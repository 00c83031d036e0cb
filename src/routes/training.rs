// ABOUTME: Route handlers for workout tracking and recommendations
// ABOUTME: Random workout pick, calorie burn, exercise history, rest days, stretching
//
// SPDX-License-Identifier: MIT OR Apache-2.0
// Copyright (c) 2025 FitTrack Contributors

use std::sync::Arc;

use crate::constants::request_defaults::USER_WEIGHT_KG;
use crate::errors::AppError;
use crate::resources::ServerResources;
use crate::routes::extractors::PathId;
use crate::routes::workouts::DifficultyQuery;
use crate::services::{progress, workouts};
use axum::{
    extract::{Query, State},
    response::{IntoResponse, Response},
    routing::{get, post},
    Json, Router,
};
use fittrack_intelligence::training::STRETCHING_ROUTINE;
use fittrack_intelligence::TrendEngine;
use serde::Deserialize;
use uuid::Uuid;

/// Body for the calorie burn calculator
#[derive(Debug, Default, Deserialize)]
pub struct CaloriesBurnedRequest {
    /// Workout to estimate
    pub workout_id: Option<Uuid>,
    /// Subject weight in kilograms (defaults to 70)
    pub user_weight: Option<f64>,
}

/// Workout tracking routes handler
pub struct TrainingRoutes;

impl TrainingRoutes {
    /// Create all workout tracking routes
    pub fn routes(resources: Arc<ServerResources>) -> Router {
        Router::new()
            .route("/api/recommend/workout", get(Self::handle_recommend))
            .route(
                "/api/calculate/calories-burned",
                post(Self::handle_calories_burned),
            )
            .route(
                "/api/track/exercise-progress/:subject_id",
                get(Self::handle_exercise_progress),
            )
            .route(
                "/api/suggest/rest-days/:subject_id",
                get(Self::handle_rest_days),
            )
            .route(
                "/api/get/stretching-routine",
                get(Self::handle_stretching_routine),
            )
            .with_state(resources)
    }

    /// Handle GET /api/recommend/workout
    async fn handle_recommend(
        State(resources): State<Arc<ServerResources>>,
        Query(query): Query<DifficultyQuery>,
    ) -> Result<Response, AppError> {
        let workout = workouts::recommend_workout(
            &resources.database,
            resources.selector.as_ref(),
            query.parse()?,
        )
        .await?;
        Ok(Json(workout).into_response())
    }

    /// Handle POST /api/calculate/calories-burned
    async fn handle_calories_burned(
        State(resources): State<Arc<ServerResources>>,
        Json(body): Json<CaloriesBurnedRequest>,
    ) -> Result<Response, AppError> {
        let workout_id = body
            .workout_id
            .ok_or_else(|| AppError::missing_field("workout_id"))?;
        let calories = workouts::calories_burned(
            &resources.database,
            workout_id,
            body.user_weight.unwrap_or(USER_WEIGHT_KG),
        )
        .await?;
        Ok(Json(serde_json::json!({ "calories_burned": calories })).into_response())
    }

    /// Handle GET /api/track/exercise-progress/:subject_id
    async fn handle_exercise_progress(
        State(resources): State<Arc<ServerResources>>,
        PathId(subject_id): PathId,
    ) -> Result<Response, AppError> {
        let entries = progress::exercise_progress(&resources.database, subject_id).await?;
        Ok(Json(entries).into_response())
    }

    /// Handle GET /api/suggest/rest-days/:subject_id
    async fn handle_rest_days(
        State(resources): State<Arc<ServerResources>>,
        PathId(subject_id): PathId,
    ) -> Result<Response, AppError> {
        let suggestion = TrendEngine::new(&resources.database)
            .suggest_rest_days(subject_id)
            .await?;
        Ok(Json(suggestion).into_response())
    }

    /// Handle GET /api/get/stretching-routine
    async fn handle_stretching_routine() -> Json<serde_json::Value> {
        Json(serde_json::json!({ "stretching_routine": STRETCHING_ROUTINE }))
    }
}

============================================================

Every entry in the listing above is to be repeated verbatim.

Exercise result.
repository 00c83031d036e0cb
filename src/routes/training.rs
// ABOUTME: Route handlers for workout tracking and recommendations
// ABOUTME: Random workout pick, calorie burn, exercise history, rest days, stretching
//
// SPDX-License-Identifier: MIT OR Apache-2.0
// Copyright (c) 2025 FitTrack Contributors

use std::sync::Arc;

use crate::constants::request_defaults::USER_WEIGHT_KG;
use crate::errors::AppError;
use crate::resources::ServerResources;
use crate::routes::extractors::PathId;
use crate::routes::workouts::DifficultyQuery;
use crate::services::{progress, workouts};
use axum::{
    extract::{Query, State},
    response::{IntoResponse, Response},
    routing::{get, post},
    Json, Router,
};
use fittrack_intelligence::training::STRETCHING_ROUTINE;
use fittrack_intelligence::TrendEngine;
use serde::Deserialize;
use uuid::Uuid;

/// Body for the calorie burn calculator
#[derive(Debug, Default, Deserialize)]
pub struct CaloriesBurnedRequest {
    /// Workout to estimate
    pub workout_id: Option<Uuid>,
    /// Subject weight in kilograms (defaults to 70)
    pub user_weight: Option<f64>,
}

/// Workout tracking routes handler
pub struct TrainingRoutes;

impl TrainingRoutes {
    /// Create all workout tracking routes
    pub fn routes(resources: Arc<ServerResources>) -> Router {
        Router::new()
            .route("/api/recommend/workout", get(Self::handle_recommend))
            .route(
                "/api/calculate/calories-burned",
                post(Self::handle_calories_burned),
            )
            .route(
                "/api/track/exercise-progress/:subject_id",
                get(Self::handle_exercise_progress),
            )
            .route(
                "/api/suggest/rest-days/:subject_id",
                get(Self::handle_rest_days),
            )
            .route(
                "/api/get/stretching-routine",
                get(Self::handle_stretching_routine),
            )
            .with_state(resources)
    }

    /// Handle GET /api/recommend/workout
    async fn handle_recommend(
        State(resources): State<Arc<ServerResources>>,
        Query(query): Query<DifficultyQuery>,
    ) -> Result<Response, AppError> {
        let workout = workouts::recommend_workout(
            &resources.database,
            resources.selector.as_ref(),
            query.parse()?,
        )
        .await?;
        Ok(Json(workout).into_response())
    }

    /// Handle POST /api/calculate/calories-burned
    async fn handle_calories_burned(
        State(resources): State<Arc<ServerResources>>,
        Json(body): Json<CaloriesBurnedRequest>,
    ) -> Result<Response, AppError> {
        let workout_id = body
            .workout_id
            .ok_or_else(|| AppError::missing_field("workout_id"))?;
        let calories = workouts::calories_burned(
            &resources.database,
            workout_id,
            body.user_weight.unwrap_or(USER_WEIGHT_KG),
        )
        .await?;
        Ok(Json(serde_json::json!({ "calories_burned": calories })).into_response())
    }

    /// Handle GET /api/track/exercise-progress/:subject_id
    async fn handle_exercise_progress(
        State(resources): State<Arc<ServerResources>>,
        PathId(subject_id): PathId,
    ) -> Result<Response, AppError> {
        let entries = progress::exercise_progress(&resources.database, subject_id).await?;
        Ok(Json(entries).into_response())
    }

    /// Handle GET /api/suggest/rest-days/:subject_id
    async fn handle_rest_days(
        State(resources): State<Arc<ServerResources>>,
        PathId(subject_id): PathId,
    ) -> Result<Response, AppError> {
        let suggestion = TrendEngine::new(&resources.database)
            .suggest_rest_days(subject_id)
            .await?;
        Ok(Json(suggestion).into_response())
    }

    /// Handle GET /api/get/stretching-routine
    async fn handle_stretching_routine() -> Json<serde_json::Value> {
        Json(serde_json::json!({ "stretching_routine": STRETCHING_ROUTINE }))
    }
}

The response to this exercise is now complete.